These extraordinarily relevant and revealing comments could and should qualm the fears of well-meaning religious folks who tend to major in missing the point. But I fear many will miss not only the pungent point, but the untold blessing in letting art work, for Christ's sake.
Yes, there is indeed a place to ask if confessing Christians artists betray Jesus with their lifestyle; but believe it or not, "betraying how art works in the first place" can lead to nothing less than betrayal of the daring Jesus who is longing to reveal himself through startling fresh, blatantly real, and admittedly imperfect vessels (Last time I checked, that's the only kind of vessels available to him).

That the context of these comments is a specific presentation on the music and motivation of U2 (by Rev. Beth Maynard) does not at all negate the applicability of the comments to filmmakers. Art is art. Maynard continues, referencing U2's work in the 1990s which was laced with irony, and was


"marked by depicting and lamenting humanity's shadow side...including their own
shadow side....(This was) misunderstood by observers, I'm afraid particularly by
Christian observers, who bring to that art the naive thought that any artist who
writes about sin must be in favor of it."
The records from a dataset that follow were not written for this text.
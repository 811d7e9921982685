use crate::clock::{copyright_line, current_year};
use crate::config::PageConfig;
use leptos::prelude::*;

/// Wordmark and copyright. The year is read from the clock when the footer
/// renders unless one is passed in.
#[component]
pub fn Footer(#[prop(optional)] year: Option<i32>) -> impl IntoView {
    let studio = use_context::<PageConfig>().unwrap_or_default().studio;
    let year = year.unwrap_or_else(current_year);

    view! {
        <footer class="footer" data-section="footer">
            <div class="container footer-inner">
                <p class="footer-wordmark">{studio.footer_name}</p>
                <p class="footer-copyright" data-year=year.to_string()>{copyright_line(year)}</p>
            </div>
        </footer>
    }
}

#[cfg(all(test, feature = "ssr"))]
mod tests {
    use super::*;
    use leptos::tachys::view::RenderHtml;

    fn render(view: impl FnOnce() -> AnyView) -> String {
        Owner::new().with(|| view().to_html())
    }

    #[test]
    fn year_defaults_to_the_clock() {
        let html = render(|| view! { <Footer /> }.into_any());
        assert!(html.contains(&format!("data-year=\"{}\"", current_year())));
    }

    #[test]
    fn pinned_year_is_rendered() {
        let html = render(|| view! { <Footer year=2031 /> }.into_any());
        assert!(html.contains("data-year=\"2031\""));
        assert!(html.contains("© 2031 All rights reserved."));
    }
}
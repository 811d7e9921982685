use crate::components::{Glyph, Icon, NeonBadge, Reveal};
use crate::content::Anchor;
use crate::motion::{SCALE_IN, Trigger, Viewport};
use leptos::prelude::*;

#[component]
pub fn Cta() -> impl IntoView {
    view! {
        <section id=Anchor::Contact.id() class="cta" data-section="cta">
            <div class="container container-narrow">
                <Reveal
                    trigger=Trigger::InView(Viewport { amount: 0.4 })
                    preset=SCALE_IN
                    class="cta-panel"
                    label="cta"
                >
                    <div class="cta-glow" aria-hidden="true"></div>
                    <div class="cta-body">
                        <NeonBadge>"We take on 2 new partners monthly"</NeonBadge>
                        <h3 class="cta-title">"Let’s build something that moves culture."</h3>
                        <p class="section-description">
                            "Share your goals. We’ll return with a tailored plan—timeline, budgets, and impact model."
                        </p>
                        // Placeholder targets
                        <div class="cta-actions">
                            <a href="#" class="btn btn-primary">
                                "Start the conversation"
                                <Icon glyph=Glyph::ArrowRight size=16 />
                            </a>
                            <a href="#" class="btn btn-secondary">"Download capabilities"</a>
                        </div>
                    </div>
                </Reveal>
            </div>
        </section>
    }
}
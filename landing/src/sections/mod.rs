// Landing page sections, top to bottom
// Developed by the Astra Studio web team (c)2026

mod cases;
mod cta;
mod footer;
mod hero;
mod nav;
mod services;

pub use cases::Cases;
pub use cta::Cta;
pub use footer::Footer;
pub use hero::Hero;
pub use nav::Nav;
pub use services::Services;
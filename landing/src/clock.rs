//! Calendar helpers for the footer.

use chrono::{Datelike, Local, NaiveDate};

/// Calendar year on the visitor's clock (the build machine's, when
/// prerendering).
pub fn current_year() -> i32 {
    Local::now().year()
}

/// Year of an arbitrary date.
pub fn year_of(date: NaiveDate) -> i32 {
    date.year()
}

pub fn copyright_line(year: i32) -> String {
    format!("© {year} All rights reserved.")
}
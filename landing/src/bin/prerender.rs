//! Writes the landing page as a static HTML document.
//!
//! ```text
//! astra-prerender --out dist/index.html
//! astra-prerender --config astra.toml --year 2027 --no-motion
//! ```

use anyhow::{Context, Result};
use astra_landing::{config::PageConfig, render_document, telemetry};
use clap::Parser;
use std::path::PathBuf;

#[derive(Debug, Parser)]
#[command(name = "astra-prerender", version, about = "Render the landing page to static HTML")]
struct Args {
    /// Page configuration (defaults to the bundled astra.toml)
    #[arg(long)]
    config: Option<PathBuf>,

    /// Output file; stdout when omitted
    #[arg(long, short)]
    out: Option<PathBuf>,

    /// Copyright year for the footer instead of the current one
    #[arg(long)]
    year: Option<i32>,

    /// Render every entrance group already revealed
    #[arg(long)]
    no_motion: bool,
}

fn main() -> Result<()> {
    telemetry::init();
    let args = Args::parse();

    let mut config = match &args.config {
        Some(path) => PageConfig::load_from_path(path)
            .with_context(|| format!("failed to load config from {}", path.display()))?,
        None => PageConfig::embedded(),
    };
    if args.no_motion {
        config.motion.enabled = false;
    }

    let html = render_document(&config, args.year);

    match &args.out {
        Some(path) => {
            if let Some(parent) = path.parent().filter(|p| !p.as_os_str().is_empty()) {
                std::fs::create_dir_all(parent)
                    .with_context(|| format!("failed to create {}", parent.display()))?;
            }
            std::fs::write(path, &html)
                .with_context(|| format!("failed to write {}", path.display()))?;
            tracing::info!(path = %path.display(), bytes = html.len(), "page rendered");
        }
        None => print!("{html}"),
    }
    Ok(())
}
The anecdotally spun story about President Calvin Coolidge, a man of few words, comes to mind. It seems he attending church one Sunday without his wife. When his wife later asked "What was the sermon about?," he responded simply, "Sin." "What about it?" was of course the wife's follow-up. Coolidge succinctly summarized:
"I think he was against it."

Is that the full gospel?

Ask any non-Christian what American Christians believe. The answer is statistically likely to be (Phillip Yancey has actually conducted such and informal survey of seatmates on airplanes for years) something in the ballpark of "They are against sin." But why should we also be against honest parables about sin? Why do we do fear movies like Robert Duvall's gutsy (Hey, what does Duvall believe, anyway?) "The Apostle"? Or a film which promises:


"a thought-provoking road trip through the American South...a world of churches,
prisons, coalmines, truckstops, juke joints, swamps and mountains. Along the way
we encounter various musicians…in Mountain Gospel Churches, and novelist
Harry Crews telling grisly stories down at the dirt track. The film is a collage
of stories and testimonies, almost invariably of sudden death, sin or
redemption, heaven or hell, and no middle ground. And all along the way, a
strange southern Jesus looms in the background. 'Alt country' singer Jim White
reflects on exactly what it is about this baffling place that inspires musicians
and writers, whilst at the same time his muse, or as he puts it, 'I'm just
looking for the gold tooth in God's crooked smile.'
"

I imagine the Lord explaining to baffled readers of the above promo blurb for a recent film, "I specifically remember you asking for movies about heaven or hell; no middle ground... Here you go, sorry about the R rating…maybe don’t bring the kids, but you didn't think to put any qualifiers in the prayer regarding rating…or church credentials of the filmmaker."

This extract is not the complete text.